Generated Summary
This working paper explores the role of inclusive finance in addressing global food security challenges, particularly in low- and middle-income countries (LMICs). It focuses on how financial solutions can enable investments in high-impact agricultural value chains (AVCs) and support the adoption of agricultural technologies (AgTechs) to improve nutritional and sustainability outcomes. The research employs a multi-step framework to identify high-impact AVCs, pinpoint bottlenecks, and determine tailored financial solutions for key actors, including smallholder farmers, agri-SMEs, and AgTech firms. The study also examines the current challenges and opportunities in agricultural finance, emphasizing the need for innovation at both retail and wholesale levels to promote AgTech adoption and enhance food security. The research methodology includes analysis of agricultural policy and market systems to identify investment priorities and evaluation of AgTech adoption rates and associated financial constraints in various LMICs. This framework aims to provide a strategic direction for stakeholders, guiding them toward investments that can promote more nutritious and sustainable food systems, as well as emphasizing the need to overcome existing constraints in the financial supply chain.
Key Findings & Statistics
- 2.8 billion people globally cannot afford a healthy diet.
- 3.5 billion people suffer from micronutrient deficiencies.
- Food systems contribute to one-third of greenhouse gas emissions.
- 40% of the world’s arable land is degraded by aridity.
- Food systems impose USD 19 trillion a year in social, health, and environmental costs globally.
- Low AgTech adoption rates in LMICs limit food security.
- The share of total formal credit going to the agricultural sector in sub-Saharan Africa varies between 3-12 percent, while the sector’s contribution to national GDP can range from 20-40 percent.
- Only 7% of smallholder farmers’ short-term financing needs are served by formal financial institutions in the region.
- Smallholders produce between 30 to 70 percent of the continent’s food for local consumption.

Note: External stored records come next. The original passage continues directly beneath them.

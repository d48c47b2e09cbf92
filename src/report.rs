use std::fmt::Write as _;
use std::path::PathBuf;
use std::sync::LazyLock;
use std::time::Duration;

use regex::Regex;
use serde::Serialize;

use crate::sandbox::{SystemError, TIMEOUT_MARKER};

static SUMMARY_LINE: LazyLock<Regex> = LazyLock::new(|| {
    Regex::new(r"^\[\s*(\d+)\s+tests\s+(found|successful|failed)\s*\]").expect("valid summary pattern")
});

static FAILURE_ORDINAL: LazyLock<Regex> =
    LazyLock::new(|| Regex::new(r"^\d+\)").expect("valid ordinal pattern"));

const BANNER: &str = "=============================";
const SEPARATOR: &str = "----------------------------------------------------------------------";

/// Final classification of a grading run
#[derive(Serialize, Debug, Clone, Copy, PartialEq, Eq)]
#[serde(rename_all = "snake_case")]
pub enum Verdict {
    Success,
    ManifestMismatch,
    CompileFailure,
    InfrastructureError,
    TestFailure,
    Timeout,
}

#[derive(Serialize, Debug, Clone, Copy, PartialEq, Eq)]
#[serde(rename_all = "snake_case")]
pub enum UnitStatus {
    Passed,
    Failed,
    TimedOut,
}

/// Result of one test unit as shown to the submitter
#[derive(Serialize, Debug, Clone)]
pub struct UnitOutcome {
    pub unit: String,
    pub selector: String,
    pub status: UnitStatus,
    pub message: String,
}

#[derive(Serialize, Debug, Clone)]
pub struct Report {
    pub user: String,
    pub timestamp: String,
    /// Warnings that do not change the verdict (file mismatch, late submission, bad group file)
    pub notices: Vec<String>,
    pub verdict: Verdict,
    /// Text explaining the verdict; empty on success
    pub message: String,
    pub units: Vec<UnitOutcome>,
    /// Staged workspace left on disk for inspection
    pub workspace: Option<PathBuf>,
}

impl Report {
    pub fn new(user: &str) -> Self {
        Self {
            user: user.to_string(),
            timestamp: crate::create_timestamp(),
            notices: Vec::new(),
            verdict: Verdict::Success,
            message: String::new(),
            units: Vec::new(),
            workspace: None,
        }
    }

    /// Ends the run with `verdict`
    pub fn halt(mut self, verdict: Verdict, message: String) -> Self {
        self.verdict = verdict;
        self.message = message;
        self
    }

    /// Records a unit; the first unit that does not pass decides the verdict
    pub fn push_unit(&mut self, outcome: UnitOutcome) {
        if self.verdict == Verdict::Success {
            match outcome.status {
                UnitStatus::Passed => {}
                UnitStatus::Failed => self.verdict = Verdict::TestFailure,
                UnitStatus::TimedOut => self.verdict = Verdict::Timeout,
            }
        }
        if outcome.status != UnitStatus::Passed {
            self.message.push_str(&outcome.message);
        }
        self.units.push(outcome);
    }

    pub fn is_system_error(&self) -> bool {
        self.verdict == Verdict::InfrastructureError
    }

    /// Text printed for the submitter
    pub fn render(&self) -> String {
        let mut out = String::new();
        let _ = writeln!(out, "{BANNER}\nProcessing user: {}\n{BANNER}", self.user);

        for notice in &self.notices {
            let _ = writeln!(out, "\n{}", notice.trim_end());
        }
        out.push('\n');

        match self.verdict {
            Verdict::ManifestMismatch | Verdict::InfrastructureError => {
                let _ = writeln!(out, "{}", self.message.trim_end());
            }
            Verdict::CompileFailure => {
                let _ = writeln!(out, "------ Error compiling ----\n{}", self.message);
            }
            Verdict::Success | Verdict::TestFailure | Verdict::Timeout => {
                out.push_str("Running tests..\n");
                for unit in &self.units {
                    let _ = writeln!(out, "=> test: {}", unit.unit);
                }
                if self.verdict == Verdict::Success {
                    out.push_str("Unit tests successfully run on your submission.\n");
                } else {
                    out.push_str("Unit tests could not run on your submission.\n");
                    out.push_str(&self.message);
                }
                out.push_str("\nYour submission has been successfully processed.\n");
            }
        }

        if let Some(path) = &self.workspace {
            let _ = writeln!(out, "\nWorkspace kept at {}", path.display());
        }
        out
    }
}

/// Counts printed at the end of a test runner report
#[derive(Debug, Default, Clone, Copy, PartialEq, Eq)]
pub struct TestSummary {
    pub found: Option<u32>,
    pub successful: Option<u32>,
    pub failed: Option<u32>,
}

pub fn parse_summary(output: &str) -> TestSummary {
    let mut summary = TestSummary::default();
    for line in output.lines() {
        let Some(caps) = SUMMARY_LINE.captures(line.trim()) else {
            continue;
        };
        let count = caps[1].parse().ok();
        match &caps[2] {
            "found" => summary.found = count,
            "successful" => summary.successful = count,
            "failed" => summary.failed = count,
            _ => {}
        }
    }
    summary
}

/// A unit passes when the runner exited cleanly and reported no failed tests
pub fn tests_passed(output: &str, exit_code: Option<i32>) -> bool {
    let summary = parse_summary(output);
    summary.failed.unwrap_or(0) == 0 && exit_code == Some(0)
}

/// Drops stack frame lines (`at ...`), keeping everything else
fn without_frames(output: &str) -> Vec<&str> {
    output
        .lines()
        .filter(|line| !line.trim_start().starts_with("at "))
        .collect()
}

/// Individual failure blocks, each starting at an ordinal line such as `1) testFoo`
fn failure_blocks(lines: &[&str]) -> Vec<String> {
    let mut blocks = Vec::new();
    let mut current: Option<String> = None;

    for line in lines {
        let trimmed = line.trim();
        if FAILURE_ORDINAL.is_match(trimmed) {
            blocks.extend(current.take());
            current = Some(format!("{line}\n"));
        } else if trimmed.is_empty() || SUMMARY_LINE.is_match(trimmed) {
            blocks.extend(current.take());
        } else if let Some(block) = current.as_mut() {
            block.push_str(line);
            block.push('\n');
        }
    }
    blocks.extend(current);
    blocks
}

/// Message for a unit whose report contains failures
///
/// Keeps the summary counts and the failure blocks. A report without numbered blocks is kept
/// whole, minus stack frames and the summary lines already written.
pub fn render_test_failure(selector: &str, stdout: &str, stderr: &str) -> String {
    let lines = without_frames(stdout);
    let mut out = format!(
        "\n\nYOUR SUBMISSION FAILED SOME UNIT TESTS for {selector}\nHere is the test output:\n\n"
    );

    for line in lines.iter().filter(|l| SUMMARY_LINE.is_match(l.trim())) {
        let _ = writeln!(out, "{}", line.trim());
    }

    let blocks = failure_blocks(&lines);
    if blocks.is_empty() {
        // Summary lines were written above
        for line in lines.iter().filter(|line| !SUMMARY_LINE.is_match(line.trim())) {
            let _ = writeln!(out, "{line}");
        }
    } else {
        for block in &blocks {
            let _ = write!(out, "\n{block}");
        }
    }

    let stderr = without_frames(stderr).join("\n");
    if !stderr.trim().is_empty() {
        let _ = writeln!(out, "{SEPARATOR}\n{}", stderr.trim_end());
    }
    out
}

pub fn render_timeout(selector: &str, timeout: Duration, stderr: &str) -> String {
    let mut out = format!(
        "\n\nCould not run {selector} within {} seconds: {TIMEOUT_MARKER}!\n",
        timeout.as_secs_f64()
    );
    let stderr = without_frames(stderr).join("\n");
    if !stderr.trim().is_empty() {
        let _ = writeln!(out, "{SEPARATOR}\n{}", stderr.trim_end());
    }
    out
}

pub fn render_compile_failure(file: &str, output: &str) -> String {
    format!("YOUR SUBMISSION FAILED TO COMPILE for {file}\nHere is the compiler output:\n\n{output}")
}

pub fn render_manifest_mismatch(expected: &[String], submitted: &[String]) -> String {
    format!(
        "ERROR We expected the files:\n\n{}\n\nbut you submitted the files:\n\n{}",
        expected.join("\n"),
        submitted.join("\n")
    )
}

/// Operator-facing message for a fault that is not the submitter's
pub fn render_system_error(err: &SystemError, contact: Option<&str>) -> String {
    let recipient = match contact {
        Some(contact) => format!("Please email the following error message to {contact}:"),
        None => "Please forward the following error message to the course staff:".to_string(),
    };
    format!("There was a system error with your submission.\n{recipient}\n\n{err}")
}

#[cfg(test)]
mod tests {
    use pretty_assertions::assert_eq;

    use super::*;

    const FAILING_REPORT: &str = "\
Thanks for using JUnit!
'-- JUnit Jupiter [OK]
  '-- FooTest [OK]
    +-- addsNumbers() [OK]
    '-- dividesNumbers() [X] expected: <2> but was: <3>

Failures (1):
1) dividesNumbers()
   org.opentest4j.AssertionFailedError: expected: <2> but was: <3>
       at org.junit.jupiter.api.AssertionUtils.fail(AssertionUtils.java:55)
       at pkg.FooTest.dividesNumbers(FooTest.java:20)

[         2 tests found           ]
[         1 tests successful      ]
[         1 tests failed          ]
";

    #[test]
    fn test_parse_summary_counts() {
        assert_eq!(
            parse_summary(FAILING_REPORT),
            TestSummary {
                found: Some(2),
                successful: Some(1),
                failed: Some(1),
            }
        );
        assert_eq!(parse_summary("no summary here"), TestSummary::default());
    }

    #[test]
    fn test_tests_passed_needs_clean_exit_and_no_failures() {
        let clean = "[  3 tests found  ]\n[  3 tests successful  ]\n[  0 tests failed  ]\n";
        assert!(tests_passed(clean, Some(0)));
        assert!(!tests_passed(clean, Some(1)));
        assert!(!tests_passed(clean, None));
        assert!(!tests_passed(FAILING_REPORT, Some(0)));
    }

    #[test]
    fn test_failure_render_keeps_summary_and_blocks_without_frames() {
        let text = render_test_failure("pkg.FooTest", FAILING_REPORT, "");

        assert!(text.contains("YOUR SUBMISSION FAILED SOME UNIT TESTS for pkg.FooTest"));
        assert!(text.contains("[         1 tests failed          ]"));
        assert!(text.contains(
            "\n1) dividesNumbers()\n   org.opentest4j.AssertionFailedError: expected: <2> but was: <3>\n"
        ));
        assert!(!text.contains("AssertionUtils.java"));
        assert!(!text.contains("Thanks for using JUnit"));
    }

    #[test]
    fn test_failure_render_without_ordinals_keeps_whole_report() {
        let report = "'-- FooTest [X] boom\n   at pkg.FooTest.run(FooTest.java:3)\n[ 1 tests failed ]\n";
        let text = render_test_failure("FooTest", report, "warning: slow\n");

        assert!(text.contains("'-- FooTest [X] boom\n"));
        assert!(!text.contains("FooTest.java:3"));
        assert_eq!(text.matches("[ 1 tests failed ]").count(), 1);
        assert!(text.ends_with(&format!("{SEPARATOR}\nwarning: slow\n")));
    }

    #[test]
    fn test_failure_blocks_split_on_ordinals() {
        let lines = ["1) first", "  detail", "2) second", "", "not part of a block"];
        assert_eq!(
            failure_blocks(&lines),
            vec!["1) first\n  detail\n".to_string(), "2) second\n".to_string()]
        );
    }

    #[test]
    fn test_timeout_message_carries_marker() {
        let text = render_timeout("pkg.FooTest", Duration::from_secs(10), "");
        assert!(text.contains("Could not run pkg.FooTest within 10 seconds: tester-timed-out!"));
    }

    #[test]
    fn test_system_error_message_names_command_and_code() {
        let err = SystemError::CommandFailed {
            command: "javac pkg/FooTest.java".to_string(),
            output: "FooTest.java:1: error\n".to_string(),
            code: Some(1),
        };
        assert_eq!(
            render_system_error(&err, Some("staff@example.edu")),
            "There was a system error with your submission.\n\
             Please email the following error message to staff@example.edu:\n\n\
             FooTest.java:1: error\ncaused by: javac pkg/FooTest.java\nreturn code: 1"
        );
    }

    #[test]
    fn test_first_failing_unit_decides_verdict() {
        let unit = |status, message: &str| UnitOutcome {
            unit: "u".to_string(),
            selector: "u".to_string(),
            status,
            message: message.to_string(),
        };

        let mut report = Report::new("alice");
        report.push_unit(unit(UnitStatus::Passed, ""));
        report.push_unit(unit(UnitStatus::TimedOut, "slow;"));
        report.push_unit(unit(UnitStatus::Failed, "wrong;"));

        assert_eq!(report.verdict, Verdict::Timeout);
        assert_eq!(report.message, "slow;wrong;");
        assert_eq!(report.units.len(), 3);
    }

    #[test]
    fn test_render_success() {
        let mut report = Report::new("alice");
        report.push_unit(UnitOutcome {
            unit: "pkg/FooTest.java".to_string(),
            selector: "pkg.FooTest".to_string(),
            status: UnitStatus::Passed,
            message: String::new(),
        });

        assert_eq!(
            report.render(),
            "=============================\n\
             Processing user: alice\n\
             =============================\n\
             \n\
             Running tests..\n\
             => test: pkg/FooTest.java\n\
             Unit tests successfully run on your submission.\n\
             \n\
             Your submission has been successfully processed.\n"
        );
    }
}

- Investments in AgTechs reached close to USD 30 billion globally by 2023, up from USD 13 billion in 2021.
- The availability of micronutrient-rich food is expected to grow by 46% by 2050 in South Asia.
- School meal programs have an estimated annual global budget of USD 48 billion.
Other Important Findings
- Inclusive finance plays a crucial role in enabling investments that enhance nutritional and sustainability outcomes in food systems.
- The study highlights the importance of tailoring financial services to meet the specific needs of key actors in high-impact AVCs, including smallholders and agri-SMEs.
- AgTech adoption is crucial for increasing productivity and sustainability in high-impact AVCs.
- Current retail and wholesale financial offers often do not match the financial needs of key AVC actors when adopting AgTech.
- Financial constraints, at both retail and wholesale levels, are major barriers to AgTech adoption.
- Digital innovation and customer-centric financial services offer promising opportunities for financial innovation.
- The need for increased collaboration among stakeholders (FSPs, impact investors, DFIs, and donors) to drive effective action.
Limitations Noted in the Document
- The analysis relies on the assumption that the AgTech categories used by the AgBase Platform effectively represent the diverse range of agricultural technologies.
- The study acknowledges that the bottlenecks and investment requirements for high-impact AVCs can be country-specific, which necessitates contextual analysis.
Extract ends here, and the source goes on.